• WORK REQUIRED
Among the lines of the records, find all that carry the word "ConsoleServer" and copy them.

• EXCERPTED RECORDS
▬▬▬▬▬▬

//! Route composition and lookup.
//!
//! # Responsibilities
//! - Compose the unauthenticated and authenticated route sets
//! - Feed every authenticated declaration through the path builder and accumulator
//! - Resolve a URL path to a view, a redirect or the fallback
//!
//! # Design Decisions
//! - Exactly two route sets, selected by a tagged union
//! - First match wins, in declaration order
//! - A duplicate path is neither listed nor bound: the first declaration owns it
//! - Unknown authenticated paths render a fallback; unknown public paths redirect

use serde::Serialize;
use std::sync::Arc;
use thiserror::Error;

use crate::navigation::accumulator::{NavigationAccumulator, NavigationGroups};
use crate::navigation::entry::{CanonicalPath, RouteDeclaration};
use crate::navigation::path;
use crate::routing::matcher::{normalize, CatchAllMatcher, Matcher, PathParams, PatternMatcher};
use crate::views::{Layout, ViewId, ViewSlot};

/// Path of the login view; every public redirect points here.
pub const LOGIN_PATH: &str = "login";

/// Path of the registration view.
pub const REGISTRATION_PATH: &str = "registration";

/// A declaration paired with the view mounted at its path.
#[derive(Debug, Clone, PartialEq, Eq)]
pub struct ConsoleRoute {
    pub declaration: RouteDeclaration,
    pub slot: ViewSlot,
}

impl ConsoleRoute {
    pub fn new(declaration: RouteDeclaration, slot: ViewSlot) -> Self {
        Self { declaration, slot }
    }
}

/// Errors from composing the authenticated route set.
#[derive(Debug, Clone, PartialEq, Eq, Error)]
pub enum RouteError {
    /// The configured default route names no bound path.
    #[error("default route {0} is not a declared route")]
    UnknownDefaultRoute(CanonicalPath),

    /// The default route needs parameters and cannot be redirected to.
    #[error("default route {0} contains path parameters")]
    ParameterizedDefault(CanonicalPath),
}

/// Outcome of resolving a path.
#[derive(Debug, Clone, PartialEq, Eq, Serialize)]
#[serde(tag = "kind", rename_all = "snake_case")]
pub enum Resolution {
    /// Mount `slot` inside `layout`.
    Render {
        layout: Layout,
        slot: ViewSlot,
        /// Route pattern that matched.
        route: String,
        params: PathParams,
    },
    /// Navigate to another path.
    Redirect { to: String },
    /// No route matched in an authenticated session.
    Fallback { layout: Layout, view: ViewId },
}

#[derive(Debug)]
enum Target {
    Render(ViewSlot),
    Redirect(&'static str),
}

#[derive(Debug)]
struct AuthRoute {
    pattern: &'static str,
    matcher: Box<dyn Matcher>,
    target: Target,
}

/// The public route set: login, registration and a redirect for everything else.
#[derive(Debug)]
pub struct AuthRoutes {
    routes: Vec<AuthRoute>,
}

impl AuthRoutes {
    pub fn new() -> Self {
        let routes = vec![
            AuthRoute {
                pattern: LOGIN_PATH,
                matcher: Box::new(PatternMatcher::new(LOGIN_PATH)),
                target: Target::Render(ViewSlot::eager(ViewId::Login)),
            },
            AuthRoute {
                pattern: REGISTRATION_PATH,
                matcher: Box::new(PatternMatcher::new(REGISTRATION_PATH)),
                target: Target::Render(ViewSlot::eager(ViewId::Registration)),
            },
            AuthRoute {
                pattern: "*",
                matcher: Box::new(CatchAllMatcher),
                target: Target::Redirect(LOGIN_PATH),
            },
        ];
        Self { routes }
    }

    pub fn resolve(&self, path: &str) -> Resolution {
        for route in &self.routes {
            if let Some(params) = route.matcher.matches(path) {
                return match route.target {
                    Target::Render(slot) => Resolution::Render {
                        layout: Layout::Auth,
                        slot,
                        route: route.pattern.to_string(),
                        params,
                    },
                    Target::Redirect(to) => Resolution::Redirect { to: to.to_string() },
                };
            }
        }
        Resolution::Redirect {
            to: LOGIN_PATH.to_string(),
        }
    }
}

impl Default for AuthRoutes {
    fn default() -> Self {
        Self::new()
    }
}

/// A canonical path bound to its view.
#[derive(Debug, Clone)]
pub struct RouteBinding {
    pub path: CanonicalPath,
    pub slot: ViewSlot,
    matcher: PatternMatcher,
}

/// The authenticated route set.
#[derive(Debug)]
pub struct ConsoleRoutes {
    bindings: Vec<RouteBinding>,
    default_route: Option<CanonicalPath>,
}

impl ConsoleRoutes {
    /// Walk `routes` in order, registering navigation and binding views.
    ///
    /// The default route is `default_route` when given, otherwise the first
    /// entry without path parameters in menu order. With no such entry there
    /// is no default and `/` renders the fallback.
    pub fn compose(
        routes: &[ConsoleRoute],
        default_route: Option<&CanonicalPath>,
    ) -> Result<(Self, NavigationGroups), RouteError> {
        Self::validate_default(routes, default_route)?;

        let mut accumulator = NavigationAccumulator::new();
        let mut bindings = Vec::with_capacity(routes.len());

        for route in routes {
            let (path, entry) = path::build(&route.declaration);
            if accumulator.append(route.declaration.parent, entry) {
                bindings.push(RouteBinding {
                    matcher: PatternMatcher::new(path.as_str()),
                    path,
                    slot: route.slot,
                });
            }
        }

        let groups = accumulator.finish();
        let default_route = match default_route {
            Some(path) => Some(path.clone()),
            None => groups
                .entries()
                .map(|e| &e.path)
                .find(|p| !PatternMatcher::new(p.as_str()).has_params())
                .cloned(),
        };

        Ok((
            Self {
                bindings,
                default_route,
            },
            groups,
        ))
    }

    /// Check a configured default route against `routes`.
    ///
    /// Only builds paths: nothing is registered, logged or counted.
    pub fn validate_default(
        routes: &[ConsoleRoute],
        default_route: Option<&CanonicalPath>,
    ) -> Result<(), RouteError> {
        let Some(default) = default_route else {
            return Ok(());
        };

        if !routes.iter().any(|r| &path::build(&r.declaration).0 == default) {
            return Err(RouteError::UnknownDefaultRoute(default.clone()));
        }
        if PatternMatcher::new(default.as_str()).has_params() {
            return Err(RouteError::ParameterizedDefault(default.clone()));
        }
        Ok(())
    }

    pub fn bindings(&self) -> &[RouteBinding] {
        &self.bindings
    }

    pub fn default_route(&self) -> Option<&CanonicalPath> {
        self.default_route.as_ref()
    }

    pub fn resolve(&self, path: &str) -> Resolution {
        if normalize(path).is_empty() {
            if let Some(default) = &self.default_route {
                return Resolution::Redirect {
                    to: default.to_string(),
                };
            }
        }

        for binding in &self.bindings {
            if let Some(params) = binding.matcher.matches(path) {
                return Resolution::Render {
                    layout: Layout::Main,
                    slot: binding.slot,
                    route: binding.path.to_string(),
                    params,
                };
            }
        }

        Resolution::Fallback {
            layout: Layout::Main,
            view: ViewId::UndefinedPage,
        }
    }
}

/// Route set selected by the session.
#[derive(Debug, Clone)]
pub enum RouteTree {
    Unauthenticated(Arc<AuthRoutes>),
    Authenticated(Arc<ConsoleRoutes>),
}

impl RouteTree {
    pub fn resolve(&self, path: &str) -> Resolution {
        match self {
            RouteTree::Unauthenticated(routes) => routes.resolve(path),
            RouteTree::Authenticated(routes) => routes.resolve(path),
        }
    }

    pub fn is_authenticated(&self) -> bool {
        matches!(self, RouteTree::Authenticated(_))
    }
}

▬▬▬▬▬▬

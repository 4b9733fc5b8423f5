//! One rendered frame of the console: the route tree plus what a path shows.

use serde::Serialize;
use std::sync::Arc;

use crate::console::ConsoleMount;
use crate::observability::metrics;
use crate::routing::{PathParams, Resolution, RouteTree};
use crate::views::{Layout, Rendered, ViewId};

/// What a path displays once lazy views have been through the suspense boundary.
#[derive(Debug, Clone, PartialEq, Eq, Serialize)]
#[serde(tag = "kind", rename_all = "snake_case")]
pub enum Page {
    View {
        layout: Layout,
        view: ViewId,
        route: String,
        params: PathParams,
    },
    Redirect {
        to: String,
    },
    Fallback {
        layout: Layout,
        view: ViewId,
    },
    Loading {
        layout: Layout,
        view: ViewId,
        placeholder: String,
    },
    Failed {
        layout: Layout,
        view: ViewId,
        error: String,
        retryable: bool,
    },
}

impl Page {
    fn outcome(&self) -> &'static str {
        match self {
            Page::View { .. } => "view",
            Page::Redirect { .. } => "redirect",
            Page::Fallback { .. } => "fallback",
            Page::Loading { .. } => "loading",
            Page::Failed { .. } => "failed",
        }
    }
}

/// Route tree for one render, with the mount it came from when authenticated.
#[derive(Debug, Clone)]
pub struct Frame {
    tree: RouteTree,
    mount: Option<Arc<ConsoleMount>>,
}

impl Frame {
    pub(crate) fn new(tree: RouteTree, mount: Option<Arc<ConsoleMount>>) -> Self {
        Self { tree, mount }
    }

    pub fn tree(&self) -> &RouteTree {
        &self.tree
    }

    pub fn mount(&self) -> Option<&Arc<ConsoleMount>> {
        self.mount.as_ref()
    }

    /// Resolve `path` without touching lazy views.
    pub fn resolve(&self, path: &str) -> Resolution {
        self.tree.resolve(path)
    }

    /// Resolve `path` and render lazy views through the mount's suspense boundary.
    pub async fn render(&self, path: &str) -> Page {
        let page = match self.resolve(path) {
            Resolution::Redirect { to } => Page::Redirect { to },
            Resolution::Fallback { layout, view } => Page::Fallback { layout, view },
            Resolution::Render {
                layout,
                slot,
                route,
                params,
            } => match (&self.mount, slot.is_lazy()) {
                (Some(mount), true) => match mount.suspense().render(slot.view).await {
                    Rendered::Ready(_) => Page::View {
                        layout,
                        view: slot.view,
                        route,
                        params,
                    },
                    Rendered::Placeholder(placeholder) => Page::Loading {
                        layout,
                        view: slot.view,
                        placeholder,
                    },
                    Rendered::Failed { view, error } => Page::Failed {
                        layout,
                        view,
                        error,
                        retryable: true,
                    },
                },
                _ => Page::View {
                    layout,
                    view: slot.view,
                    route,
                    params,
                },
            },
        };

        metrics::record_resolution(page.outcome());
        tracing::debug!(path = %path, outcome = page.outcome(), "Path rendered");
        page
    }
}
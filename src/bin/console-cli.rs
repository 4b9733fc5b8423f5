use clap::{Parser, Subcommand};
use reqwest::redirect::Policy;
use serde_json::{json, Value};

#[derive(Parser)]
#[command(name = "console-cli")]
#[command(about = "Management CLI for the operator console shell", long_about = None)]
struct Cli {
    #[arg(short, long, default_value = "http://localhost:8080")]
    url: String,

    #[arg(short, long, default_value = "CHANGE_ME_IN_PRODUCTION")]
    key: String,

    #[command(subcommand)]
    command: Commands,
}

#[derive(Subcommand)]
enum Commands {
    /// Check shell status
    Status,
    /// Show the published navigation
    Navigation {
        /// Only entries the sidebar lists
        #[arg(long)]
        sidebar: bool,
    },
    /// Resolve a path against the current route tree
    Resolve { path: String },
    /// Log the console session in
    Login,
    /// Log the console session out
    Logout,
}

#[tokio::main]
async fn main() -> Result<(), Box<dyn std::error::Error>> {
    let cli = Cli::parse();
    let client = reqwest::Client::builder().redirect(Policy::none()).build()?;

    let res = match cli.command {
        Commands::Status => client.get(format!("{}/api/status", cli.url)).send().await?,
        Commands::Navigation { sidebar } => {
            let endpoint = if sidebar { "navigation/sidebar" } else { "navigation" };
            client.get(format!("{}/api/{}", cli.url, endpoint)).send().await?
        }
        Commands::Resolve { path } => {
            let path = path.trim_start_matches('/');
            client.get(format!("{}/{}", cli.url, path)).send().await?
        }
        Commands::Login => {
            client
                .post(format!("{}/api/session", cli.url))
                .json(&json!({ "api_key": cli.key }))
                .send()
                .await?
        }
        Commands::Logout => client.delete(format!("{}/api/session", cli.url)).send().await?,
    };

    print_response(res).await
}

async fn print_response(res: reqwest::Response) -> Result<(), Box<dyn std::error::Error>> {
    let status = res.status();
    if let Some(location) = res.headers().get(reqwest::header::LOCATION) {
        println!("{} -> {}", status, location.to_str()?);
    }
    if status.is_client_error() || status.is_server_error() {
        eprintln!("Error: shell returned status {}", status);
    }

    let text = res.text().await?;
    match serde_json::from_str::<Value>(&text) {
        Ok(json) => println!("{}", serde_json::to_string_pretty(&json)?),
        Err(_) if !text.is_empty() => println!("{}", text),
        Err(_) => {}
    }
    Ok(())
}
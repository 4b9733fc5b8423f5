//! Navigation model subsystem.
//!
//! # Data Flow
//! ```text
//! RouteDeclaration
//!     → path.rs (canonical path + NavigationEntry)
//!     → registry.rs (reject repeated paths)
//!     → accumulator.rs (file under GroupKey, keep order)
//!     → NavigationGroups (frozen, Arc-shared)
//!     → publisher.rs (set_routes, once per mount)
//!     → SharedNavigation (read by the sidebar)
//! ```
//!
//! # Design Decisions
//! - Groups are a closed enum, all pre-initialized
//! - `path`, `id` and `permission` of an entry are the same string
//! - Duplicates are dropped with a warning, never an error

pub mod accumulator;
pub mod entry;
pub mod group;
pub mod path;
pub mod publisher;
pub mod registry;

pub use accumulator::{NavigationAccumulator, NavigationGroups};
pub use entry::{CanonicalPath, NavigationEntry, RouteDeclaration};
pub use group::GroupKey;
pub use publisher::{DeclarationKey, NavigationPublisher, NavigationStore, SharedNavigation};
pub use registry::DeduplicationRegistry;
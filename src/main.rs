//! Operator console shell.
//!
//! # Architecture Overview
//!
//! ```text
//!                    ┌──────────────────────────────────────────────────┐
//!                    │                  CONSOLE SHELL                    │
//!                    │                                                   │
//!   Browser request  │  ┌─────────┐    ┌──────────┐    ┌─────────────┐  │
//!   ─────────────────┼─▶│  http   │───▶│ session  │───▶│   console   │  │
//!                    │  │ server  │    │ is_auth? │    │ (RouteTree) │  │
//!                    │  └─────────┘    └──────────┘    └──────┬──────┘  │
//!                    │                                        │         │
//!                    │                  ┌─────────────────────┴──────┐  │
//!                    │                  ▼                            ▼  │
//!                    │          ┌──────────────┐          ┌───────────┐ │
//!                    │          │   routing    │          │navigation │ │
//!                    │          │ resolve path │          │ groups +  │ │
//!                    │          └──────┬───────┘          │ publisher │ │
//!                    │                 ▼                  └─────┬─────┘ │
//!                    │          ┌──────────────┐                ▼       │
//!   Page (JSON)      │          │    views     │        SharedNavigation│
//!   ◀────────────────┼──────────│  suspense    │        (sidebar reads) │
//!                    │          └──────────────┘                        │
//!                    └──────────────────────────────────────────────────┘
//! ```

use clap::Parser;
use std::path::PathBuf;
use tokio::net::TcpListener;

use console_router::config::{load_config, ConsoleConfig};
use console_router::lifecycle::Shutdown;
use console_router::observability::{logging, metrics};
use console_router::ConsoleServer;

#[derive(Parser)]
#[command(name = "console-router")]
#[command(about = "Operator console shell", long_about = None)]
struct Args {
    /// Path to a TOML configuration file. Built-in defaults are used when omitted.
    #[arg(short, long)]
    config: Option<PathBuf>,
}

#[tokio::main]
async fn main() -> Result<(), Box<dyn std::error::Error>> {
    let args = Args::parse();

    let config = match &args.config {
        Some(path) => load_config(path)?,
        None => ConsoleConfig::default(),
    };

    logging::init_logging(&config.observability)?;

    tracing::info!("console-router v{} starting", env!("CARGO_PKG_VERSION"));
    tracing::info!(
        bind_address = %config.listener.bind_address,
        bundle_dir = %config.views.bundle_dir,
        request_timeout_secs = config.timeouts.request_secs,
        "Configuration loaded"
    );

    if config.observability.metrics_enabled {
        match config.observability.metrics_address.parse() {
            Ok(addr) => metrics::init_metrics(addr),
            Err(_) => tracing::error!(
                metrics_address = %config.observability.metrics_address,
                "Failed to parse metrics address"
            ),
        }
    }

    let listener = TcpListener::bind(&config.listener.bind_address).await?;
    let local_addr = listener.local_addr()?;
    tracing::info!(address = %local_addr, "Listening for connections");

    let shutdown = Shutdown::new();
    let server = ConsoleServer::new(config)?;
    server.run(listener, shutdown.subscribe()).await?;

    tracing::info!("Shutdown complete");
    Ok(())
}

▬▬▬▬▬▬

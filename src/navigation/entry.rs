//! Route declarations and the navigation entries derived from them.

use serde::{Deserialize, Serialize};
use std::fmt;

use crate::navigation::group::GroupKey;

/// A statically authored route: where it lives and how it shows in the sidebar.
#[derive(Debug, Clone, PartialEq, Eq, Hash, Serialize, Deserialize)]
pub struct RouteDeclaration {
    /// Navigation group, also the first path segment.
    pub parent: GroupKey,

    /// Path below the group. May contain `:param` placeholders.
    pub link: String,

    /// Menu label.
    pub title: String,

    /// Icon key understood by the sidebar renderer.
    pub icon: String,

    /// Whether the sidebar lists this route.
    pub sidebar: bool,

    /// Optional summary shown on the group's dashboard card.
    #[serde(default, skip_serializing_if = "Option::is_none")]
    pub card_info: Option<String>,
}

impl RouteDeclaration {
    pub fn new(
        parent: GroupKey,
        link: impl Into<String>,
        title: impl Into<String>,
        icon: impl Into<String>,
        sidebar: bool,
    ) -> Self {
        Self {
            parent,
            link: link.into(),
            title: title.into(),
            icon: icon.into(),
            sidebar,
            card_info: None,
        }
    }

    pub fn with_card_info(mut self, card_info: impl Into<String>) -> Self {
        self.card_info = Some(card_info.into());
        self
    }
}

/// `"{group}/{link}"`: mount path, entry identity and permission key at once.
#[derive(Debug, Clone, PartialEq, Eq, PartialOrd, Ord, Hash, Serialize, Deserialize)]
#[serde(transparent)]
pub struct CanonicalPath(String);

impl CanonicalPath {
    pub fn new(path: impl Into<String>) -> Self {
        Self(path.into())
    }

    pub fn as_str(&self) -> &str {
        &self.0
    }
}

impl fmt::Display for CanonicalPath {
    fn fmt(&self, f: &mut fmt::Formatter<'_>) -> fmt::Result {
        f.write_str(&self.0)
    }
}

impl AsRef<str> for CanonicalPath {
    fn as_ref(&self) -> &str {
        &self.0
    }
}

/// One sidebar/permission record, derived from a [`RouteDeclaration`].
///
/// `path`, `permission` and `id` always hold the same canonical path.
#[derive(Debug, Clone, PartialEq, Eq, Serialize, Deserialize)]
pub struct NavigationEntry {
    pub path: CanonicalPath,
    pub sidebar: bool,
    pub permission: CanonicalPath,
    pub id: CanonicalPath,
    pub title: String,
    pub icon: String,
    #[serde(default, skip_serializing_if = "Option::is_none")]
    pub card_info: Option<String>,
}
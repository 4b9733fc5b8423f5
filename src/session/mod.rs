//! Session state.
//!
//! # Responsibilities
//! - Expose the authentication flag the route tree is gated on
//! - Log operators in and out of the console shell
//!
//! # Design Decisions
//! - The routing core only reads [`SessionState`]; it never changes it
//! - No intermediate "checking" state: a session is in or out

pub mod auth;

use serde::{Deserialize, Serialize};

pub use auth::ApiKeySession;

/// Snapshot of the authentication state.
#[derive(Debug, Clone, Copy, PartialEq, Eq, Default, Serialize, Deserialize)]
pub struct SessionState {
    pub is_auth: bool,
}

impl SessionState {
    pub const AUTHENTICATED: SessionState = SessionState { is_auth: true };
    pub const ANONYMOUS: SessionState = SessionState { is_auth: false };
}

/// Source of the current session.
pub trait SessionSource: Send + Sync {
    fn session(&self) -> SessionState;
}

▬▬▬▬▬▬

• YOUR RESPONSE
use console_router::ConsoleServer;
    let server = ConsoleServer::new(config)?;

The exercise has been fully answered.